- Task to carry out: Write out the records again exactly. Nothing should be dropped.

[Opening Excerpted records section]

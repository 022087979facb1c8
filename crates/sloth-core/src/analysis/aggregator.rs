use super::{AggregateTotals, FinalizedPath, FinalizedStats, LineCounts};
use crate::log::ParsedRecord;
use std::collections::HashMap;

/// Running statistics for a single request path
#[derive(Debug, Clone, Default, PartialEq)]
pub struct PathStats {
    pub count: u64,
    pub time_sum: f64,
    pub time_max: f64,
    /// Every recorded time, kept for the exact median
    pub times: Vec<f64>,
}

impl PathStats {
    fn record(&mut self, time: f64) {
        self.count += 1;
        self.time_sum += time;
        self.time_max = self.time_max.max(time);
        self.times.push(time);
    }
}

/// Incremental per-path aggregation of parsed log records.
///
/// Records are fed in with [`ingest`](Self::ingest) and unparsable lines are
/// counted with [`record_failure`](Self::record_failure). Medians need the
/// full distribution, so averages and medians are only computed by
/// [`finalize`](Self::finalize).
#[derive(Debug, Default)]
pub struct StatsAggregator {
    paths: HashMap<String, PathStats>,
    totals: AggregateTotals,
    lines: LineCounts,
}

impl StatsAggregator {
    pub fn new() -> Self {
        Self::default()
    }

    pub fn ingest(&mut self, record: ParsedRecord) {
        self.lines.total_lines += 1;
        self.totals.total_count += 1;
        self.totals.total_time += record.request_time;

        self.paths
            .entry(record.request_path)
            .or_default()
            .record(record.request_time);
    }

    /// Count a line that could not be parsed
    pub fn record_failure(&mut self) {
        self.lines.total_lines += 1;
        self.lines.failed_lines += 1;
    }

    pub fn totals(&self) -> AggregateTotals {
        self.totals
    }

    pub fn line_counts(&self) -> LineCounts {
        self.lines
    }

    pub fn path_count(&self) -> usize {
        self.paths.len()
    }

    pub fn path_stats(&self, path: &str) -> Option<&PathStats> {
        self.paths.get(path)
    }

    /// Compute per-path averages and medians.
    ///
    /// Leaves the aggregator untouched, so calling it twice yields identical
    /// results. Paths are returned sorted by url.
    pub fn finalize(&self) -> FinalizedStats {
        let mut paths: Vec<FinalizedPath> = self
            .paths
            .iter()
            .map(|(url, stats)| FinalizedPath {
                url: url.clone(),
                count: stats.count,
                time_sum: stats.time_sum,
                time_avg: if stats.count > 0 {
                    stats.time_sum / stats.count as f64
                } else {
                    0.0
                },
                time_max: stats.time_max,
                time_med: median(&stats.times),
            })
            .collect();
        paths.sort_by(|a, b| a.url.cmp(&b.url));

        tracing::info!(
            "Aggregated {} requests over {} paths ({:.3}s total, {} of {} lines unparsed)",
            self.totals.total_count,
            paths.len(),
            self.totals.total_time,
            self.lines.failed_lines,
            self.lines.total_lines
        );

        FinalizedStats {
            paths,
            totals: self.totals,
            lines: self.lines,
        }
    }
}

/// Median of the given values; the mean of the two central values for an
/// even count, zero when empty
pub(crate) fn median(values: &[f64]) -> f64 {
    if values.is_empty() {
        return 0.0;
    }

    let mut sorted = values.to_vec();
    sorted.sort_by(f64::total_cmp);

    let mid = sorted.len() / 2;
    if sorted.len().is_multiple_of(2) {
        (sorted[mid - 1] + sorted[mid]) / 2.0
    } else {
        sorted[mid]
    }
}

#[cfg(test)]
mod tests {
    use super::*;

    fn record(path: &str, time: f64) -> ParsedRecord {
        ParsedRecord {
            request_path: path.to_string(),
            request_time: time,
        }
    }

    fn aggregate(records: &[(&str, f64)]) -> StatsAggregator {
        let mut aggregator = StatsAggregator::new();
        for (path, time) in records {
            aggregator.ingest(record(path, *time));
        }
        aggregator
    }

    #[test]
    fn test_median_odd() {
        assert_eq!(median(&[0.5, 0.1, 0.3]), 0.3);
    }

    #[test]
    fn test_median_even() {
        assert_eq!(median(&[0.4, 0.1, 0.3, 0.2]), 0.25);
    }

    #[test]
    fn test_median_empty() {
        assert_eq!(median(&[]), 0.0);
    }

    #[test]
    fn test_ingest_tracks_path_stats() {
        let aggregator = aggregate(&[("/a", 0.1), ("/a", 0.3), ("/b", 0.2)]);

        let a = aggregator.path_stats("/a").unwrap();
        assert_eq!(a.count, 2);
        assert!((a.time_sum - 0.4).abs() < 1e-12);
        assert_eq!(a.time_max, 0.3);
        assert_eq!(a.times, vec![0.1, 0.3]);

        assert_eq!(aggregator.path_count(), 2);
        assert_eq!(aggregator.totals().total_count, 3);
    }

    #[test]
    fn test_finalize_computes_avg_and_median() {
        let stats = aggregate(&[("/a", 0.1), ("/a", 0.3), ("/b", 0.2)]).finalize();

        assert_eq!(stats.paths.len(), 2);
        let a = &stats.paths[0];
        assert_eq!(a.url, "/a");
        assert_eq!(a.count, 2);
        assert!((a.time_avg - 0.2).abs() < 1e-12);
        assert!((a.time_med - 0.2).abs() < 1e-12);
        assert_eq!(a.time_max, 0.3);

        let b = &stats.paths[1];
        assert_eq!(b.url, "/b");
        assert_eq!(b.time_med, 0.2);
    }

    #[test]
    fn test_sums_match_totals() {
        let records: Vec<(&str, f64)> = (0..100)
            .map(|i| (["/a", "/b", "/c", "/d"][i % 4], (i as f64) * 0.013))
            .collect();
        let stats = aggregate(&records).finalize();

        let count: u64 = stats.paths.iter().map(|p| p.count).sum();
        let time: f64 = stats.paths.iter().map(|p| p.time_sum).sum();
        assert_eq!(count, 100);
        assert_eq!(stats.totals.total_count, 100);
        assert!((time - stats.totals.total_time).abs() < 1e-9);
    }

    #[test]
    fn test_finalize_is_idempotent() {
        let aggregator = aggregate(&[("/x", 0.7), ("/y", 0.1), ("/x", 0.2), ("/x", 0.9)]);
        assert_eq!(aggregator.finalize(), aggregator.finalize());
    }

    #[test]
    fn test_failures_are_counted() {
        let mut aggregator = aggregate(&[("/a", 0.1), ("/a", 0.2)]);
        aggregator.record_failure();
        aggregator.record_failure();
        aggregator.record_failure();

        let lines = aggregator.line_counts();
        assert_eq!(lines.total_lines, 5);
        assert_eq!(lines.failed_lines, 3);
        assert!((lines.failure_ratio() - 0.6).abs() < 1e-12);
        assert_eq!(aggregator.totals().total_count, 2);
    }

    #[test]
    fn test_empty_aggregate() {
        let stats = StatsAggregator::new().finalize();
        assert!(stats.paths.is_empty());
        assert_eq!(stats.totals, AggregateTotals::default());
        assert_eq!(stats.lines.failure_ratio(), 0.0);
    }
}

[Closing Excerpted records section]

- Output below:
repository 022087979facb1c8
filename crates/sloth-core/src/analysis/aggregator.rs
use super::{AggregateTotals, FinalizedPath, FinalizedStats, LineCounts};
use crate::log::ParsedRecord;
use std::collections::HashMap;

/// Running statistics for a single request path
#[derive(Debug, Clone, Default, PartialEq)]
pub struct PathStats {
    pub count: u64,
    pub time_sum: f64,
    pub time_max: f64,
    /// Every recorded time, kept for the exact median
    pub times: Vec<f64>,
}

impl PathStats {
    fn record(&mut self, time: f64) {
        self.count += 1;
        self.time_sum += time;
        self.time_max = self.time_max.max(time);
        self.times.push(time);
    }
}

/// Incremental per-path aggregation of parsed log records.
///
/// Records are fed in with [`ingest`](Self::ingest) and unparsable lines are
/// counted with [`record_failure`](Self::record_failure). Medians need the
/// full distribution, so averages and medians are only computed by
/// [`finalize`](Self::finalize).
#[derive(Debug, Default)]
pub struct StatsAggregator {
    paths: HashMap<String, PathStats>,
    totals: AggregateTotals,
    lines: LineCounts,
}

impl StatsAggregator {
    pub fn new() -> Self {
        Self::default()
    }

    pub fn ingest(&mut self, record: ParsedRecord) {
        self.lines.total_lines += 1;
        self.totals.total_count += 1;
        self.totals.total_time += record.request_time;

        self.paths
            .entry(record.request_path)
            .or_default()
            .record(record.request_time);
    }

    /// Count a line that could not be parsed
    pub fn record_failure(&mut self) {
        self.lines.total_lines += 1;
        self.lines.failed_lines += 1;
    }

    pub fn totals(&self) -> AggregateTotals {
        self.totals
    }

    pub fn line_counts(&self) -> LineCounts {
        self.lines
    }

    pub fn path_count(&self) -> usize {
        self.paths.len()
    }

    pub fn path_stats(&self, path: &str) -> Option<&PathStats> {
        self.paths.get(path)
    }

    /// Compute per-path averages and medians.
    ///
    /// Leaves the aggregator untouched, so calling it twice yields identical
    /// results. Paths are returned sorted by url.
    pub fn finalize(&self) -> FinalizedStats {
        let mut paths: Vec<FinalizedPath> = self
            .paths
            .iter()
            .map(|(url, stats)| FinalizedPath {
                url: url.clone(),
                count: stats.count,
                time_sum: stats.time_sum,
                time_avg: if stats.count > 0 {
                    stats.time_sum / stats.count as f64
                } else {
                    0.0
                },
                time_max: stats.time_max,
                time_med: median(&stats.times),
            })
            .collect();
        paths.sort_by(|a, b| a.url.cmp(&b.url));

        tracing::info!(
            "Aggregated {} requests over {} paths ({:.3}s total, {} of {} lines unparsed)",
            self.totals.total_count,
            paths.len(),
            self.totals.total_time,
            self.lines.failed_lines,
            self.lines.total_lines
        );

        FinalizedStats {
            paths,
            totals: self.totals,
            lines: self.lines,
        }
    }
}

/// Median of the given values; the mean of the two central values for an
/// even count, zero when empty
pub(crate) fn median(values: &[f64]) -> f64 {
    if values.is_empty() {
        return 0.0;
    }

    let mut sorted = values.to_vec();
    sorted.sort_by(f64::total_cmp);

    let mid = sorted.len() / 2;
    if sorted.len().is_multiple_of(2) {
        (sorted[mid - 1] + sorted[mid]) / 2.0
    } else {
        sorted[mid]
    }
}

#[cfg(test)]
mod tests {
    use super::*;

    fn record(path: &str, time: f64) -> ParsedRecord {
        ParsedRecord {
            request_path: path.to_string(),
            request_time: time,
        }
    }

    fn aggregate(records: &[(&str, f64)]) -> StatsAggregator {
        let mut aggregator = StatsAggregator::new();
        for (path, time) in records {
            aggregator.ingest(record(path, *time));
        }
        aggregator
    }

    #[test]
    fn test_median_odd() {
        assert_eq!(median(&[0.5, 0.1, 0.3]), 0.3);
    }

    #[test]
    fn test_median_even() {
        assert_eq!(median(&[0.4, 0.1, 0.3, 0.2]), 0.25);
    }

    #[test]
    fn test_median_empty() {
        assert_eq!(median(&[]), 0.0);
    }

    #[test]
    fn test_ingest_tracks_path_stats() {
        let aggregator = aggregate(&[("/a", 0.1), ("/a", 0.3), ("/b", 0.2)]);

        let a = aggregator.path_stats("/a").unwrap();
        assert_eq!(a.count, 2);
        assert!((a.time_sum - 0.4).abs() < 1e-12);
        assert_eq!(a.time_max, 0.3);
        assert_eq!(a.times, vec![0.1, 0.3]);

        assert_eq!(aggregator.path_count(), 2);
        assert_eq!(aggregator.totals().total_count, 3);
    }

    #[test]
    fn test_finalize_computes_avg_and_median() {
        let stats = aggregate(&[("/a", 0.1), ("/a", 0.3), ("/b", 0.2)]).finalize();

        assert_eq!(stats.paths.len(), 2);
        let a = &stats.paths[0];
        assert_eq!(a.url, "/a");
        assert_eq!(a.count, 2);
        assert!((a.time_avg - 0.2).abs() < 1e-12);
        assert!((a.time_med - 0.2).abs() < 1e-12);
        assert_eq!(a.time_max, 0.3);

        let b = &stats.paths[1];
        assert_eq!(b.url, "/b");
        assert_eq!(b.time_med, 0.2);
    }

    #[test]
    fn test_sums_match_totals() {
        let records: Vec<(&str, f64)> = (0..100)
            .map(|i| (["/a", "/b", "/c", "/d"][i % 4], (i as f64) * 0.013))
            .collect();
        let stats = aggregate(&records).finalize();

        let count: u64 = stats.paths.iter().map(|p| p.count).sum();
        let time: f64 = stats.paths.iter().map(|p| p.time_sum).sum();
        assert_eq!(count, 100);
        assert_eq!(stats.totals.total_count, 100);
        assert!((time - stats.totals.total_time).abs() < 1e-9);
    }

    #[test]
    fn test_finalize_is_idempotent() {
        let aggregator = aggregate(&[("/x", 0.7), ("/y", 0.1), ("/x", 0.2), ("/x", 0.9)]);
        assert_eq!(aggregator.finalize(), aggregator.finalize());
    }

    #[test]
    fn test_failures_are_counted() {
        let mut aggregator = aggregate(&[("/a", 0.1), ("/a", 0.2)]);
        aggregator.record_failure();
        aggregator.record_failure();
        aggregator.record_failure();

        let lines = aggregator.line_counts();
        assert_eq!(lines.total_lines, 5);
        assert_eq!(lines.failed_lines, 3);
        assert!((lines.failure_ratio() - 0.6).abs() < 1e-12);
        assert_eq!(aggregator.totals().total_count, 2);
    }

    #[test]
    fn test_empty_aggregate() {
        let stats = StatsAggregator::new().finalize();
        assert!(stats.paths.is_empty());
        assert_eq!(stats.totals, AggregateTotals::default());
        assert_eq!(stats.lines.failure_ratio(), 0.0);
    }
}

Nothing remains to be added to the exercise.